Anthracnose—also called Leaf Spot Fungus–is a catch-all name to describe several diseases caused by fungi that flourish in wet weather.
Anthracnose causes small, dark spots with yellow halos to develop on leaves. The spots become sunken lesions. Lesions may also form on stems and fruits. Leaf spots grow larger, become angular, and then dry until the centers of the spots fall out leaving holes in the leaves. Infected leaves often drop prematurely. Spore masses which look like pink slime may ooze from the lesions. Diseased stems and twigs die back.
Target Plants: Bean, cucumber, pepper, potato, melon, tomato, watermelon, gourds (usually not a problem on peas, squash, or pumpkin), and bramble fruits. Trees: dogwood, ash, elm, maple, oak, sycamore, and other trees.
- Bean leaves develop dark red or black spots on undersides; spots are often elongated dark brown and may follow veins. Spots may appear on upper surface of leaves.
- Bean pods develop spots or lesions that may be filled with pink masses of spores. Seeds in pods may have dark spots.
- Chinese cabbage develop small, round gray spots on leaves; elongated spots develop on stems.
- Cucumbers leaves develop yellow, water-soaked spots on leaves; spot turn brown
- Cucumber stems may develop pink, jelly-like lesions; when stems are affected plant may drop leaves.
- Cucumber fruits develop dark, sunken areas with pink spores.
- Lettuce leaves develop small, round gray spots; elongated spots develop on stems.
- Melon leaves develop light brown spots that turn to reddish brown on muskmelons black on watermelons. Spots enlarge. Leaf may shrivel and die.
- Melon stems develop water-soaked, elongated; leaf stems become sunken and brown.
- Melon and cucumber fruits develop dark, sunken lesions.
- Pepper fruits develop small, circular, water-soaked spots as fruit approaches maturity; as spots darken and deepen they develop concentric circles; in warm weather, the spots soon penetrate and spoil the fruit.

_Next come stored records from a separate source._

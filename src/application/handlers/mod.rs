//! Application handlers.

mod run_analysis;

pub use run_analysis::{
    AnalysisReport, AnalysisRequest, OptionAnalysis, RunAnalysisHandler, ScenarioProjection,
    ANALYSIS_ASSUMPTIONS,
};
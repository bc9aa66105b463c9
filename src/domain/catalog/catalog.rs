//! OptionCatalog - ordered, read-only collection of option profiles.

use serde::{Deserialize, Serialize};

use super::OptionProfile;

/// Ordered mapping from option name to profile.
///
/// Declaration order is preserved because every downstream output (evaluation
/// lists, scenario projections, report sections) renders options in catalog
/// order. The catalog is loaded once and never mutated at evaluation time.
#[derive(Debug, Clone, PartialEq, Eq, Serialize, Deserialize)]
#[serde(transparent)]
pub struct OptionCatalog {
    options: Vec<OptionProfile>,
}

impl OptionCatalog {
    /// Creates a catalog from profiles in declaration order.
    pub fn new(options: Vec<OptionProfile>) -> Self {
        Self { options }
    }

    /// Looks up a profile by option name.
    pub fn get(&self, name: &str) -> Option<&OptionProfile> {
        self.options.iter().find(|o| o.name == name)
    }

    /// Iterates profiles in declaration order.
    pub fn iter(&self) -> impl Iterator<Item = &OptionProfile> {
        self.options.iter()
    }

    /// Iterates option names in declaration order.
    pub fn names(&self) -> impl Iterator<Item = &str> {
        self.options.iter().map(|o| o.name.as_str())
    }

    /// Returns the number of options.
    pub fn len(&self) -> usize {
        self.options.len()
    }

    /// Returns true if the catalog holds no options.
    pub fn is_empty(&self) -> bool {
        self.options.is_empty()
    }
}
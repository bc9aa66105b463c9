//! Stack Referee - Constraint-Driven Storage Advisor
//!
//! This crate evaluates managed database options against a seven-dimension
//! constraint vector and reports trade-offs, fit tiers, sensitivities, and
//! what-if projections. It deliberately never declares a winner.

pub mod adapters;
pub mod application;
pub mod config;
pub mod domain;
//! Application layer: orchestration over the pure domain analyzers.

pub mod handlers;
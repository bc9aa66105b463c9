//! Situational profiles - named constraint patterns with tailored guidance.

use serde::{Deserialize, Serialize};

use crate::domain::foundation::{
    Budget, Consistency, ConstraintVector, DataComplexity, Performance, Scale, TeamSkill,
    TimeToMarket,
};

/// The profile matched for the current constraints, with its guidance lines.
#[derive(Debug, Clone, PartialEq, Eq, Serialize, Deserialize)]
pub struct SituationalProfile {
    pub name: String,
    pub guidance: Vec<String>,
}

struct ProfileRule {
    matches: fn(&ConstraintVector) -> bool,
    name: &'static str,
    guidance: &'static [&'static str],
}

/// Ordered, first-match-wins. The generic fallback below catches everything
/// the named profiles miss.
static PROFILE_RULES: &[ProfileRule] = &[
    ProfileRule {
        matches: |c| {
            c.budget == Budget::Low
                && c.team_skill == TeamSkill::Beginner
                && c.time_to_market == TimeToMarket::Urgent
        },
        name: "Cost-Conscious Startup",
        guidance: &[
            "MongoDB Atlas or DynamoDB align best with your constraints",
            "Both offer fast setup, managed operations, and scale when needed",
            "MongoDB provides more query flexibility; DynamoDB requires upfront access pattern design",
            "**Critical consideration:** MongoDB becomes expensive if queries aren't optimized",
            "**Critical consideration:** DynamoDB becomes expensive if you add many GSIs",
        ],
    },
    ProfileRule {
        matches: |c| {
            c.budget == Budget::High
                && c.scale == Scale::Massive
                && c.team_skill == TeamSkill::Expert
        },
        name: "Enterprise at Scale",
        guidance: &[
            "All options are viable - choose based on data model and access patterns",
            "PostgreSQL works if you can architect around single-master limitations",
            "DynamoDB handles unlimited scale but requires expert data modeling",
            "**Critical consideration:** Migration difficulty increases with scale - choose carefully",
            "**Critical consideration:** Multi-region complexity differs significantly across options",
        ],
    },
    ProfileRule {
        matches: |c| {
            c.data_complexity == DataComplexity::Complex && c.consistency == Consistency::Strong
        },
        name: "Transaction-Heavy Application",
        guidance: &[
            "PostgreSQL RDS aligns best with complex relational data and strong consistency",
            "ACID guarantees, JOINs, and constraints are native to PostgreSQL",
            "MongoDB and DynamoDB require architectural workarounds for complex transactions",
            "**Critical consideration:** PostgreSQL scaling limitations may require future sharding",
            "**Critical consideration:** Strong consistency across distributed databases adds latency",
        ],
    },
    ProfileRule {
        matches: |c| c.performance == Performance::Latency && c.scale == Scale::Small,
        name: "Low-Latency Application",
        guidance: &[
            "Redis ElastiCache provides the best latency but isn't a primary database",
            "Consider Redis + another database (PostgreSQL or DynamoDB) for architecture",
            "DynamoDB alone offers good latency at single-digit milliseconds",
            "**Critical consideration:** Redis requires persistence strategy for data durability",
            "**Critical consideration:** Two-database architecture increases complexity",
        ],
    },
];

static BALANCED_GUIDANCE: &[&str] = &[
    "No single option dominates - each brings different trade-offs",
    "PostgreSQL RDS: Best for complex queries, worse for write-heavy workloads",
    "DynamoDB: Best for scale and throughput, worse for complex queries",
    "MongoDB Atlas: Best for flexibility, worse for strict consistency",
    "Redis ElastiCache: Best for caching, not suitable as primary database",
];

impl SituationalProfile {
    /// Selects the first matching named profile, falling back to the generic
    /// "Balanced Requirements" profile.
    pub fn match_profile(constraints: &ConstraintVector) -> SituationalProfile {
        for rule in PROFILE_RULES {
            if (rule.matches)(constraints) {
                return SituationalProfile {
                    name: rule.name.to_string(),
                    guidance: rule.guidance.iter().map(|g| g.to_string()).collect(),
                };
            }
        }
        SituationalProfile {
            name: "Balanced Requirements".to_string(),
            guidance: BALANCED_GUIDANCE.iter().map(|g| g.to_string()).collect(),
        }
    }
}

#[cfg(test)]
mod tests {
    use super::*;

    #[test]
    fn cost_conscious_startup_matches_the_startup_vector() {
        let constraints = ConstraintVector::new(
            Budget::Low,
            Performance::Latency,
            Scale::Small,
            TeamSkill::Beginner,
            TimeToMarket::Urgent,
            DataComplexity::Simple,
            Consistency::Eventual,
        );
        let profile = SituationalProfile::match_profile(&constraints);
        assert_eq!(profile.name, "Cost-Conscious Startup");
    }

    #[test]
    fn startup_profile_wins_over_later_low_latency_profile() {
        // The startup vector above also satisfies the Low-Latency profile
        // (latency + small); declared order decides.
        let constraints = ConstraintVector::new(
            Budget::Low,
            Performance::Latency,
            Scale::Small,
            TeamSkill::Beginner,
            TimeToMarket::Urgent,
            DataComplexity::Simple,
            Consistency::Eventual,
        );
        let profile = SituationalProfile::match_profile(&constraints);
        assert_ne!(profile.name, "Low-Latency Application");
    }

    #[test]
    fn transaction_heavy_profile_matches_complex_strong() {
        let constraints = ConstraintVector::new(
            Budget::Medium,
            Performance::Balanced,
            Scale::Medium,
            TeamSkill::Expert,
            TimeToMarket::Flexible,
            DataComplexity::Complex,
            Consistency::Strong,
        );
        let profile = SituationalProfile::match_profile(&constraints);
        assert_eq!(profile.name, "Transaction-Heavy Application");
    }

    #[test]
    fn fallback_is_balanced_requirements() {
        let constraints = ConstraintVector::new(
            Budget::Medium,
            Performance::Balanced,
            Scale::Medium,
            TeamSkill::Intermediate,
            TimeToMarket::Flexible,
            DataComplexity::Moderate,
            Consistency::Eventual,
        );
        let profile = SituationalProfile::match_profile(&constraints);
        assert_eq!(profile.name, "Balanced Requirements");
        assert_eq!(profile.guidance.len(), 5);
    }
}
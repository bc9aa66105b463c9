//! Evaluation Result - categorized observations for one option.

use serde::{Deserialize, Serialize};

/// Target category for a fired rule's observation.
#[derive(Debug, Clone, Copy, PartialEq, Eq, Hash, Serialize, Deserialize)]
#[serde(rename_all = "snake_case")]
pub enum Category {
    Strength,
    Limitation,
    HiddenCost,
    AvoidWhen,
}

impl Category {
    /// Returns all categories in report order.
    pub fn all() -> &'static [Category] {
        &[
            Category::Strength,
            Category::Limitation,
            Category::HiddenCost,
            Category::AvoidWhen,
        ]
    }

    /// Returns the display heading for this category.
    pub fn heading(&self) -> &'static str {
        match self {
            Category::Strength => "Strengths",
            Category::Limitation => "Limitations",
            Category::HiddenCost => "Hidden Costs",
            Category::AvoidWhen => "When NOT to Choose",
        }
    }
}

/// Per-option evaluation: four ordered observation lists.
///
/// Order within each list is rule-firing order, not significance order, and
/// no deduplication happens - two rules producing the same text both appear.
#[derive(Debug, Clone, Default, PartialEq, Eq, Serialize, Deserialize)]
pub struct Evaluation {
    pub strengths: Vec<String>,
    pub limitations: Vec<String>,
    pub hidden_costs: Vec<String>,
    pub avoid_when: Vec<String>,
}

impl Evaluation {
    /// Appends an observation to the given category.
    pub fn push(&mut self, category: Category, text: impl Into<String>) {
        self.list_mut(category).push(text.into());
    }

    /// Returns the observations recorded under a category.
    pub fn category(&self, category: Category) -> &[String] {
        match category {
            Category::Strength => &self.strengths,
            Category::Limitation => &self.limitations,
            Category::HiddenCost => &self.hidden_costs,
            Category::AvoidWhen => &self.avoid_when,
        }
    }

    /// Returns the total number of observations across all categories.
    pub fn total_observations(&self) -> usize {
        Category::all().iter().map(|c| self.category(*c).len()).sum()
    }

    fn list_mut(&mut self, category: Category) -> &mut Vec<String> {
        match category {
            Category::Strength => &mut self.strengths,
            Category::Limitation => &mut self.limitations,
            Category::HiddenCost => &mut self.hidden_costs,
            Category::AvoidWhen => &mut self.avoid_when,
        }
    }
}
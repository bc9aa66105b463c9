//! Axum router configuration for analysis endpoints.

use axum::{
    routing::{get, post},
    Router,
};

use super::handlers::{health_check, list_options, list_scenarios, run_analysis, AnalysisAppState};

/// Create the analysis API router.
///
/// # Routes
///
/// - `GET /health` - Service health check
/// - `GET /api/analysis/options` - List the option catalog
/// - `GET /api/analysis/scenarios` - List selectable what-if scenarios
/// - `POST /api/analysis` - Run a full analysis for a constraint vector
pub fn analysis_router() -> Router<AnalysisAppState> {
    Router::new()
        .route("/health", get(health_check))
        .route("/api/analysis/options", get(list_options))
        .route("/api/analysis/scenarios", get(list_scenarios))
        .route("/api/analysis", post(run_analysis))
}
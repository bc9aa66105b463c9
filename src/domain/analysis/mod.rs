//! Analysis Module - Pure domain services over the constraint vector.
//!
//! All services here are stateless transformations of immutable inputs; no
//! I/O, no shared mutable state, no suspension points. Concurrent analyses
//! need no coordination.
//!
//! # Components
//!
//! - `FitAssessor` - first-match-wins suitability tiers with rationale
//! - `SensitivityAnalyzer` - total per-dimension impact map
//! - `CrossOptionComparator` - declaration-ordered comparison narratives
//! - `ScenarioAnalyzer` - catalog-static stress-scenario projections

mod comparator;
mod fit_assessor;
mod scenarios;
mod sensitivity;

pub use comparator::{Comparison, CrossOptionComparator};
pub use fit_assessor::{FitAssessment, FitAssessor};
pub use scenarios::{Scenario, ScenarioAnalyzer, ScenarioOutcome};
pub use sensitivity::{SensitivityAnalyzer, SensitivityEntry, SensitivityMap};
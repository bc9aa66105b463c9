//! Stack Referee server binary.
//!
//! Loads configuration, initializes tracing, and serves the analysis API.

use std::time::Duration;

use axum::http::{header, HeaderValue, Method};
use tower_http::cors::{Any, CorsLayer};
use tower_http::timeout::TimeoutLayer;
use tower_http::trace::TraceLayer;
use tracing::info;
use tracing_subscriber::EnvFilter;

use stack_referee::adapters::http::{analysis_router, AnalysisAppState};
use stack_referee::config::AppConfig;

#[tokio::main]
async fn main() -> Result<(), Box<dyn std::error::Error>> {
    let config = AppConfig::load()?;
    config.validate()?;

    tracing_subscriber::fmt()
        .with_env_filter(
            EnvFilter::try_from_default_env()
                .unwrap_or_else(|_| EnvFilter::new(config.server.log_level.clone())),
        )
        .init();

    let cors = if config.server.cors_origins_list().is_empty() {
        CorsLayer::new()
            .allow_methods([Method::GET, Method::POST])
            .allow_headers([header::CONTENT_TYPE])
            .allow_origin(Any)
    } else {
        let origins = config
            .server
            .cors_origins_list()
            .iter()
            .filter_map(|o| o.parse::<HeaderValue>().ok())
            .collect::<Vec<_>>();
        CorsLayer::new()
            .allow_methods([Method::GET, Method::POST])
            .allow_headers([header::CONTENT_TYPE])
            .allow_origin(origins)
    };

    let app = analysis_router()
        .with_state(AnalysisAppState::standard())
        .layer(TraceLayer::new_for_http())
        .layer(TimeoutLayer::new(Duration::from_secs(
            config.server.request_timeout_secs,
        )))
        .layer(cors);

    let addr = config.server.socket_addr()?;
    info!(%addr, environment = ?config.server.environment, "starting server");

    let listener = tokio::net::TcpListener::bind(addr).await?;
    axum::serve(listener, app).await?;

    Ok(())
}
//! Domain layer: pure, deterministic analysis with no I/O.

pub mod analysis;
pub mod catalog;
pub mod evaluation;
pub mod foundation;
pub mod insight;
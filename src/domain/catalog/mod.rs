//! Catalog module - static reference data for candidate storage engines.
//!
//! The catalog is loaded once at startup and never mutated during analysis.
//! Option names are the join key used by every analyzer.

#[allow(clippy::module_inception)]
mod catalog;
mod options;
mod profile;

pub use catalog::OptionCatalog;
pub use options::{standard_catalog, DYNAMODB, MONGODB, POSTGRES, REDIS};
pub use profile::{
    BaseComplexity, Category, ConsistencyModel, OptionProfile, PricingModel, ScalingModel,
    SetupTime,
};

- Potato stems develop lesions just below the soil surface.
- Potato tubers develop black dots on the skin.
- Radishes develop small, round gray spots on leaves; elongated spots develop on stems.
- Raspberries (black) purplish circular sunken spots develop on lower canes; spot centers turn gray; berries ripen unevenly.
- Rhubarb stems and petioles develop water-soaked spots
- Strawberry stems girdle before they can root.
- Tomato fruits develop tan spots that become dark depressed spots; concentric rings are often visible in the spots.
- Tomatoes fruits develop small, circular, water-soaked spots as fruit approaches maturity; as spots darken and deepen, they develop concentric circles; in warm weather, the spots soon penetrate and spoil the fruit.
- Turnips develop small, round gray spots on leaves; elongated spots develop on stems.
How Spread: Fungi spores are spread by wind, rain, insects, and by gardeners handling wet plants. Spores can enter plants through wounds or through leaves when plants are wet. Spores may also be carried in infected seed. Spores germinate only in a water film. Spores grow at temperatures between 59°-77°F.
Life Cycle: Fungus overwinters as mycelium in seed and in garden debris. Spores formed in the spring are splashed on host plants where they germinate. Ne fungi form a peg at the end of the hyphae which can mechanically invade plants tissue.
Organic Control and Prevention: Wetness encourages these fungi.
- Grow resistant varieties. Use certified disease-free seed grown in the western United States.
- Avoid overhead irrigation. Avoid wetting foliage.
- Grow crops on trellises or poles to encourage good air circulation.
- Mulch around plants to decrease splashing from rain or sprinkler irrigation.
- Trim overhead trees or shrubs to increase sunlight to sun-loving plants.
- Avoid working among wet plants.
- Prune out infected branches or twigs.
- Remove infected plants from the garden.
- Burn or dispose of diseased plants.
Non-Organic Controls: Fungicides include lime sulfur, Bordeaux mixture, and chlorothalonil. These fungicides may be harmful and toxic to humans, animals, beneficial insects, bees, aquatic animals when not applied properly. Consult your cooperative extension for application information.
Disease Range: Eastern and Central United States, southeastern Canada, seldom seen in arid climates.
Scientific name: Colletotrichum spp., Gloeosporium spp.